Roundup: It’s TMX Day

Today is the day that the government will make their decision on the Trans Mountain Expansion, and it should not be a surprise to say that they are almost certainly going to approve it, having spent $4.5 billion on the existing pipeline to “de-risk” the project, and far more in political capital at the cost of some of their BC, Indigenous, and environmental base while trying to insist that this is necessary for the transition to a cleaner economy. Of course, if they could communicate their way out of a wet paper bag, it might help them to make that case, but they seem incapable of it. The real question is going to be what kinds of changes to the route will be made in order to accommodate Indigenous groups, or other conditions to be mandated as part of it.

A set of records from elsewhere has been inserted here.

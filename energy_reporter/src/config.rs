//! Reporter configuration.
//!
//! Loaded once at startup, either from the process environment (the variable
//! names used by existing deployments: `SHELLY_URL`, `SHELLY_IDS`, ...) or from
//! a TOML file with the same keys in lowercase, then validated eagerly so a
//! broken deployment fails at boot rather than on the first scheduled run.

use std::{net::SocketAddr, path::Path, time::Duration};

use chrono::NaiveTime;
use chrono_tz::Tz;
use secrecy::SecretString;
use serde::{Deserialize, Deserializer};
use shared_utils::{
    config::{ConfigError, parse_flag},
    env::{get_var_with, split_list},
};
use url::Url;

use crate::{
    collect::{CollectOptions, FailurePolicy},
    errors::Error,
    models::endpoint::{DeviceEndpointConfig, map_endpoints},
};

pub const DEFAULT_PORT: u16 = 8787;
pub const DEFAULT_TIMEOUT_SECS: u64 = 30;
pub const DEFAULT_REPORT_TIME: NaiveTime = NaiveTime::from_hms_opt(23, 55, 0).unwrap();
const REPORT_TIME_FORMAT: &str = "%H:%M";

#[derive(Debug, Deserialize)]
#[serde(deny_unknown_fields)]
pub struct ReporterConfig {
    /// Metering statistics endpoint.
    pub shelly_url: String,
    pub shelly_auth_key: SecretString,
    /// Device ids, in the same order as `google_form_entries`.
    #[serde(deserialize_with = "list_or_csv")]
    pub shelly_ids: Vec<String>,
    pub google_form_url: String,
    #[serde(deserialize_with = "list_or_csv")]
    pub google_form_entries: Vec<String>,
    /// Serve the HTTP surface. When off every request gets a 404.
    #[serde(default)]
    pub enable_web: bool,
    #[serde(default = "default_bind_addr")]
    pub bind_addr: SocketAddr,
    #[serde(default = "default_timeout_secs")]
    pub request_timeout_secs: u64,
    #[serde(default)]
    pub failure_policy: FailurePolicy,
    /// Local time of the daily scheduled report.
    #[serde(default = "default_report_time", deserialize_with = "report_time")]
    pub report_time: NaiveTime,
    /// Zone used for day boundaries and the schedule.
    #[serde(default = "default_timezone")]
    pub timezone: Tz,
}

impl ReporterConfig {
    /// Reads the configuration from the process environment.
    pub fn from_env() -> Result<Self, Error> {
        Self::from_lookup(|key| std::env::var(key).ok())
    }

    /// Reads the configuration through `lookup` (variable name -> value).
    pub fn from_lookup<F>(lookup: F) -> Result<Self, Error>
    where
        F: Fn(&str) -> Option<String>,
    {
        let required = |name: &str| get_var_with(name, &lookup).map_err(ConfigError::from);
        let optional = |name: &str| lookup(name).filter(|v| !v.trim().is_empty());

        let bind_addr = match optional("BIND_ADDR") {
            Some(raw) => raw
                .trim()
                .parse::<SocketAddr>()
                .map_err(|e| ConfigError::invalid("BIND_ADDR", format!("{e}")))?,
            None => default_bind_addr(),
        };
        let request_timeout_secs = match optional("REQUEST_TIMEOUT_SECS") {
            Some(raw) => raw
                .trim()
                .parse::<u64>()
                .map_err(|e| ConfigError::invalid("REQUEST_TIMEOUT_SECS", format!("{e}")))?,
            None => DEFAULT_TIMEOUT_SECS,
        };
        let failure_policy = match optional("FAILURE_POLICY") {
            Some(raw) => raw
                .parse::<FailurePolicy>()
                .map_err(|e| ConfigError::invalid("FAILURE_POLICY", e))?,
            None => FailurePolicy::default(),
        };
        let report_time = match optional("REPORT_TIME") {
            Some(raw) => parse_report_time(&raw)
                .map_err(|e| ConfigError::invalid("REPORT_TIME", e))?,
            None => default_report_time(),
        };
        let timezone = match optional("TIMEZONE") {
            Some(raw) => raw
                .trim()
                .parse::<Tz>()
                .map_err(|e| ConfigError::invalid("TIMEZONE", format!("{e}")))?,
            None => default_timezone(),
        };

        let config = Self {
            shelly_url: required("SHELLY_URL")?,
            shelly_auth_key: SecretString::new(required("SHELLY_AUTH_KEY")?.into()),
            shelly_ids: split_list(&required("SHELLY_IDS")?),
            google_form_url: required("GOOGLE_FORM_URL")?,
            google_form_entries: split_list(&required("GOOGLE_FORM_ENTRIES")?),
            enable_web: parse_flag("ENABLE_WEB", &optional("ENABLE_WEB").unwrap_or_default())?,
            bind_addr,
            request_timeout_secs,
            failure_policy,
            report_time,
            timezone,
        };
        config.validate()?;
        Ok(config)
    }

    /// Parses and validates a TOML document.
    pub fn from_toml_str(raw: &str) -> Result<Self, Error> {
        let config: Self =
            toml::from_str(raw).map_err(|e| Error::Config(format!("invalid config file: {e}")))?;
        config.validate()?;
        Ok(config)
    }

    /// Reads a TOML config file from disk.
    pub fn from_path(path: impl AsRef<Path>) -> Result<Self, Error> {
        let path = path.as_ref();
        let raw = std::fs::read_to_string(path)
            .map_err(|e| Error::Config(format!("cannot read {}: {e}", path.display())))?;
        Self::from_toml_str(&raw)
    }

    /// Checks everything that can be checked without network access.
    ///
    /// Errors:
    /// - empty or mismatched device/field lists
    /// - URLs that do not parse or are not http(s)
    /// - a zero request timeout
    pub fn validate(&self) -> Result<(), Error> {
        self.endpoints()?;
        for (name, raw) in [
            ("shelly_url", &self.shelly_url),
            ("google_form_url", &self.google_form_url),
        ] {
            let url = Url::parse(raw).map_err(|e| Error::Config(format!("{name}: {e}")))?;
            if !matches!(url.scheme(), "http" | "https") {
                return Err(Error::Config(format!(
                    "{name}: expected an http(s) URL, got scheme '{}'",
                    url.scheme()
                )));
            }
        }
        if self.request_timeout_secs == 0 {
            return Err(Error::Config("request_timeout_secs must be positive".into()));
        }
        Ok(())
    }

    /// Device/field pairs in configuration order.
    pub fn endpoints(&self) -> Result<Vec<DeviceEndpointConfig>, Error> {
        map_endpoints(&self.shelly_ids, &self.google_form_entries)
    }

    pub fn request_timeout(&self) -> Duration {
        Duration::from_secs(self.request_timeout_secs)
    }

    pub fn collect_options(&self) -> CollectOptions {
        CollectOptions {
            request_timeout: self.request_timeout(),
            policy: self.failure_policy,
        }
    }
}

fn default_bind_addr() -> SocketAddr {
    SocketAddr::from(([0, 0, 0, 0], DEFAULT_PORT))
}

fn default_timeout_secs() -> u64 {
    DEFAULT_TIMEOUT_SECS
}

fn default_report_time() -> NaiveTime {
    DEFAULT_REPORT_TIME
}

fn default_timezone() -> Tz {
    chrono_tz::UTC
}

fn parse_report_time(raw: &str) -> Result<NaiveTime, String> {
    NaiveTime::parse_from_str(raw.trim(), REPORT_TIME_FORMAT)
        .map_err(|e| format!("'{raw}' is not HH:MM: {e}"))
}

fn report_time<'de, D: Deserializer<'de>>(d: D) -> Result<NaiveTime, D::Error> {
    let raw = String::deserialize(d)?;
    parse_report_time(&raw).map_err(serde::de::Error::custom)
}

/// Accepts `["a", "b"]` as well as the env-style `"a,b"`.
fn list_or_csv<'de, D: Deserializer<'de>>(d: D) -> Result<Vec<String>, D::Error> {
    #[derive(Deserialize)]
    #[serde(untagged)]
    enum Raw {
        List(Vec<String>),
        Csv(String),
    }

    Ok(match Raw::deserialize(d)? {
        Raw::List(items) => items.into_iter().map(|s| s.trim().to_string()).collect(),
        Raw::Csv(raw) => split_list(&raw),
    })
}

There will be much talk about the “pipeline crunch” that the TMX will hope to address, which has to do with added oilsands production and not enough ways to get it to market, given ongoing delays on the American side of both Enbridge Line 3 and Keystone XL – projects which have been approved in Canada, and the Line 3 construction has been ongoing on the Canadian side. But as much as TMX will help, we also need to remember that the projected growth capacity is limited, which is another reason why Energy East doesn’t make economic sense. The concern that the sector needs all kinds of new pipelines isn’t actually borne out in the data (as Andrew Leach has pointed out repeatedly, including here).

On a related note, the government has rejected most of the Senate amendments to Bill C-48, on the tanker ban, but did agree to the five-year legislative review period, but as much as industry groups are demanding that this bill and Bill C-69 be killed, it’s not going to happen.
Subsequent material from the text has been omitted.